The other day Boss and I ran errands.

Now before you think I am one of those crazy people that drives around with their 10 pound accessory dog like it’s a small child (I do) – let me just put this out there: one of the errands was taking Boss to the vet to get his nails clipped.

This is not a post about Boss getting his nails clipped. But I’ll talk about it anyways. You see, I take him to the vet to get nails clipped because count them – 4 paws, 5 sharp nails and 1 small dog that yips any time you touch a paw. Let the vet take the responsibility of clipping off an entire paw. That’s not a risk I’m going to take from a dog that will spend the rest of its life (I learned today he could live 18 years) eyeing me down like paw killer if I nip him.

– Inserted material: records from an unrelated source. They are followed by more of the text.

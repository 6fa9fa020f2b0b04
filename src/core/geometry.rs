//! World Geometry
//!
//! Integer 2D points and rectangles in world units (pixels of the
//! level layout). Proximity checks use squared distances so no
//! floating point enters the progression logic.

use std::fmt;
use std::ops::{Add, Sub};
use serde::{Serialize, Deserialize};

/// A position in world space.
#[derive(Clone, Copy, PartialEq, Eq, Hash, Default, Serialize, Deserialize)]
pub struct Point {
    /// X coordinate
    pub x: i32,
    /// Y coordinate
    pub y: i32,
}

impl Point {
    /// Origin
    pub const ZERO: Self = Self { x: 0, y: 0 };

    /// Create a new point.
    #[inline]
    pub const fn new(x: i32, y: i32) -> Self {
        Self { x, y }
    }

    /// Squared euclidean distance to another point.
    ///
    /// Computed in i128 so any pair of `i32` coordinates fits.
    #[inline]
    pub fn distance_squared(self, other: Self) -> i128 {
        let dx = (self.x as i128) - (other.x as i128);
        let dy = (self.y as i128) - (other.y as i128);
        dx * dx + dy * dy
    }

    /// Is `other` strictly closer than `radius`?
    #[inline]
    pub fn is_within(self, other: Self, radius: u32) -> bool {
        let r = radius as i128;
        self.distance_squared(other) < r * r
    }

    /// Offset by the given amounts.
    #[inline]
    pub fn offset(self, dx: i32, dy: i32) -> Self {
        Self {
            x: self.x.saturating_add(dx),
            y: self.y.saturating_add(dy),
        }
    }
}

impl Add for Point {
    type Output = Self;

    fn add(self, rhs: Self) -> Self {
        self.offset(rhs.x, rhs.y)
    }
}

impl Sub for Point {
    type Output = Self;

    fn sub(self, rhs: Self) -> Self {
        Self {
            x: self.x.saturating_sub(rhs.x),
            y: self.y.saturating_sub(rhs.y),
        }
    }
}

impl fmt::Debug for Point {
    fn fmt(&self, f: &mut fmt::Formatter<'_>) -> fmt::Result {
        write!(f, "Point({}, {})", self.x, self.y)
    }
}

impl fmt::Display for Point {
    fn fmt(&self, f: &mut fmt::Formatter<'_>) -> fmt::Result {
        write!(f, "({}, {})", self.x, self.y)
    }
}

/// Axis-aligned rectangle (platform footprint).
#[derive(Clone, Copy, Debug, PartialEq, Eq, Hash, Default, Serialize, Deserialize)]
pub struct Rect {
    /// Left edge
    pub x: i32,
    /// Top edge
    pub y: i32,
    /// Width
    pub width: u32,
    /// Height
    pub height: u32,
}

impl Rect {
    /// Create a new rectangle.
    pub const fn new(x: i32, y: i32, width: u32, height: u32) -> Self {
        Self { x, y, width, height }
    }
}
//! Window keyboard listeners
//!
//! Registered on mount; dropping the guard removes them again.

use wasm_bindgen::JsCast;
use wasm_bindgen::prelude::*;
use web_sys::{KeyboardEvent, Window};

/// Keeps a keydown/keyup listener pair attached to the window
pub struct KeyboardListener {
    window: Window,
    keydown: Closure<dyn FnMut(KeyboardEvent)>,
    keyup: Closure<dyn FnMut(KeyboardEvent)>,
}

impl KeyboardListener {
    /// Attach both listeners.
    ///
    /// `on_down` returns true when the key is handled; its default action is
    /// then prevented.
    pub fn attach<D, U>(window: &Window, mut on_down: D, mut on_up: U) -> Option<Self>
    where
        D: FnMut(&str) -> bool + 'static,
        U: FnMut(&str) + 'static,
    {
        let keydown = Closure::<dyn FnMut(_)>::new(move |event: KeyboardEvent| {
            if on_down(&event.key()) {
                event.prevent_default();
            }
        });
        let keyup = Closure::<dyn FnMut(_)>::new(move |event: KeyboardEvent| {
            on_up(&event.key());
        });

        if let Err(e) =
            window.add_event_listener_with_callback("keydown", keydown.as_ref().unchecked_ref())
        {
            log::error!("Failed to add keydown listener: {:?}", e);
            return None;
        }
        if let Err(e) =
            window.add_event_listener_with_callback("keyup", keyup.as_ref().unchecked_ref())
        {
            log::error!("Failed to add keyup listener: {:?}", e);
            let _ = window
                .remove_event_listener_with_callback("keydown", keydown.as_ref().unchecked_ref());
            return None;
        }

        log::info!("Keyboard listeners attached");
        Some(Self {
            window: window.clone(),
            keydown,
            keyup,
        })
    }
}

impl Drop for KeyboardListener {
    fn drop(&mut self) {
        let _ = self.window.remove_event_listener_with_callback(
            "keydown",
            self.keydown.as_ref().unchecked_ref(),
        );
        let _ = self
            .window
            .remove_event_listener_with_callback("keyup", self.keyup.as_ref().unchecked_ref());
        log::info!("Keyboard listeners removed");
    }
}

So we’re driving around, we do a little post office, a little vet, a little bike shop, a little coffee and since we were driving by it we might as well do a little dog park. A new dog park. Not the usual one. Our forest preserve district has about 4 dog parks spread throughout the county. I grab my coffee and my small dog – we enter the new dog park. And quickly I see. Oh. It’s mostly a large-dog dog park. I get it. We don’t belong.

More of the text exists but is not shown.